College preview: Week 8
Jake Shaw's previews the college action across Texas.
Saturday will be a little quieter than usual around these parts.
Of the 12 FBS programs in Texas, three are off, and five more have left town to play games on the road. That leaves just four teams with home matchups this weekend.
But even if every Texas team had fled the state, I'd still preview them all, just as I do every week. And like every other Friday, I order my previews based on the amount of confidence I have in my pick.
Let's begin …
(as in I'm confident that no matter what each side says, the rivalry still exists)
No. 24 Auburn (5-1/2-1 SEC) No. 7 Texas A&M (5-1/2-1), 2:30 p.m. Saturday, CBS
> Why my confidence is high: The numbers are up across the board for Auburn -- or down, in the case of the defense. Auburn is averaging 16 more points per game on offense while allowing 10 fewer compared to the 2012 team. Amazing what a coaching change can do to a program. Gus Malzahn, the architect of the offense that led Auburn to a BCS championship, is turning Auburn around, getting the Tigers ranked for the first time in a few years. Well, say so long to that -- for now. Auburn is headed in the right direction, and Malzahn will lead the Tigers to the end zone a few times (or more) in College Station, but the Auburn defense has seen nothing like A&M's offense this year. It has played one solid offensive team, LSU, and not coincidentally, it gave up a season high 6.92 yards per play. That was on the road, too, a 35-21 loss to LSU. Expect something similar to go down in College Station.
> Key stat: 671, the number of yards Texas A&M accumulated in a 63-21 win at Auburn last year, the most ever allowed by an Auburn defense.
> The mob says: Texas A&M by 13.5
> So says I: Texas A&M 45, Auburn 28
Iowa State (1-4/0-2 Big 12) at No. 12 Baylor (5-0/2-0),
> Why my confidence is high: Iowa State wants to spread you out but slowly move the ball up the field. Defensively, the Cyclones try to keep everything in front of them while focusing on stopping the run. Sound familiar, Baylor fans? That's exactly what K-State does so well, and it's exactly what K-State did last week against Baylor. It almost worked; K-State went on a 15-0 run in the third quarter to take a 25-21 lead over Baylor. But the Bears, in their first road test of the year, proved resilient, scoring 14 unanswered in the decisive fourth quarter for a 35-25 win. Iowa State had success with this exact game plan one year ago in Ames, Iowa. But the Cyclones are a shell of themselves now, having lost so many impact players from last year's bowl team, while Baylor -- which will play in front of a large Homecoming crowd -- has carried over its momentum from its late 2012 surge. A win Saturday would be 10 straight Baylor. And the Bears will be a little angry after getting poked over and over last week. Iowa State hasn't lost a game by more than eight points this year, but that will change on Saturday night.

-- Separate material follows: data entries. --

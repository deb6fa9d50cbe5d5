//! condasetup - Conda Provisioning for Build Pipelines
//!
//! Finds an existing Conda installation on a build agent (or installs
//! Miniconda when there is none), puts it on PATH, and creates and activates
//! an isolated environment that later pipeline steps inherit.
//!
//! # Architecture
//!
//! - [`platform`]: Per-OS paths, executables and installer invocations
//! - [`environment`]: Locator, installer, PATH activation, environments
//! - [`agent`]: Build agent capabilities (variables, PATH, downloads)
//! - [`process`]: External command execution
//! - [`task`]: The end-to-end setup step
//!
//! # Example
//!
//! ```rust,no_run
//! use condasetup::agent::{Agent, HttpDownloader, PipelineAgent};
//! use condasetup::environment::DeferredInstallLocation;
//! use condasetup::process::SystemRunner;
//! use condasetup::task::{run_task, SetupContext};
//! use condasetup::{Platform, TaskInputs};
//!
//! #[tokio::main(flavor = "current_thread")]
//! async fn main() -> Result<(), Box<dyn std::error::Error>> {
//!     let agent = PipelineAgent;
//!     let location = DeferredInstallLocation::new(move || agent.tools_directory());
//!     let ctx = SetupContext {
//!         agent: &agent,
//!         downloader: &HttpDownloader::new(),
//!         runner: &SystemRunner,
//!         location: &location,
//!         platform: Platform::current(),
//!     };
//!
//!     let inputs = TaskInputs::from_env()?;
//!     let outcome = run_task(&inputs, &ctx).await?;
//!     println!("Activated {}", outcome.prefix.display());
//!     Ok(())
//! }
//! ```

pub mod agent;
pub mod config;
pub mod environment;
pub mod error;
pub mod messages;
pub mod platform;
pub mod process;
pub mod task;

#[cfg(test)]
pub(crate) mod testing;

// Re-export commonly used types
pub use config::TaskInputs;
pub use environment::conda;
pub use error::{Result, SetupError};
pub use platform::Platform;
pub use task::{run_task, SetupContext, SetupOutcome};

/// Library version
pub const VERSION: &str = env!("CARGO_PKG_VERSION");

/// Application name
pub const APP_NAME: &str = "condasetup";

> Key stat: 102, the number of offensive plays run by Iowa State in last year's 35-21 win over Baylor, 28 more than it averaged in its 12 other games.
> The mob says: Baylor by 32
> So says I: Baylor 52, Iowa State 24
Rice (4-2/3-0 CUSA) at New Mexico State (0-6), 7 p.m. Saturday, ESPN3
> Why my confidence is high: Let's cut to the chase, shall we? If you could break down college football into four major statistics (a big request for you "sabermetricians", if that's even a word), you'd probably go with scoring offense, scoring defense, total offense and total defense. Combine those four stats, and you can learn a lot about a team. What we learn about New Mexico State: the Aggies from across the border rank 100 or worse nationally in each of those four categories. The best ranking for NMSU is 100th (total offense). NMSU ranks dead last in two of them (total defense and scoring defense). So for the Rice fans who might have some trepidation after the Owls barely slipped by Florida Atlantic and UTSA in the past two games, have no fear. New Mexico State, playing an independent schedule this year, and getting roughed up at every turn, is a bad team right now with no foreseeable hope for change.
> Key stat: 33, the average margin of defeat for New Mexico State, having lost every game by at least 10 points.
> The mob says: Rice by 17.5
> So says I: Rice 44, New Mexico State 21
Georgia State (0-6/0-1 Sun Belt) at Texas State (3-3/0-2), 6 p.m. Saturday, ESPN3
> Why my confidence is medium: Two weeks ago, 101,254 people showed up to watch Georgia State -- in it's first official year as an FBS program -- play some football. That's only partly accurate. Georgia State was playing at Alabama, after all, going to Tuscaloosa for a big paycheck and a 45-3 loss to the back-to-back national champs. It was the worst thumping in the short history of the program, but the other five GSU games are better reminders of just how hard it is to build a program from nothing. Georgia State has played three FCS teams this year; only one of them was decided by single digits. Texas State should win this going away. Even though it's also new to the FBS scene, the Bobcats had a solid FCS program before making the move. The Bobcats have shown -- even despite last week's lackluster loss to ULM -- they are learning to win at the FBS level. Texas State has its issues, from totally inconsistent QB play to its 114th ranked passing defense, but if it can't beat Georgia State, things are much worse than even last week's loss might've indicated.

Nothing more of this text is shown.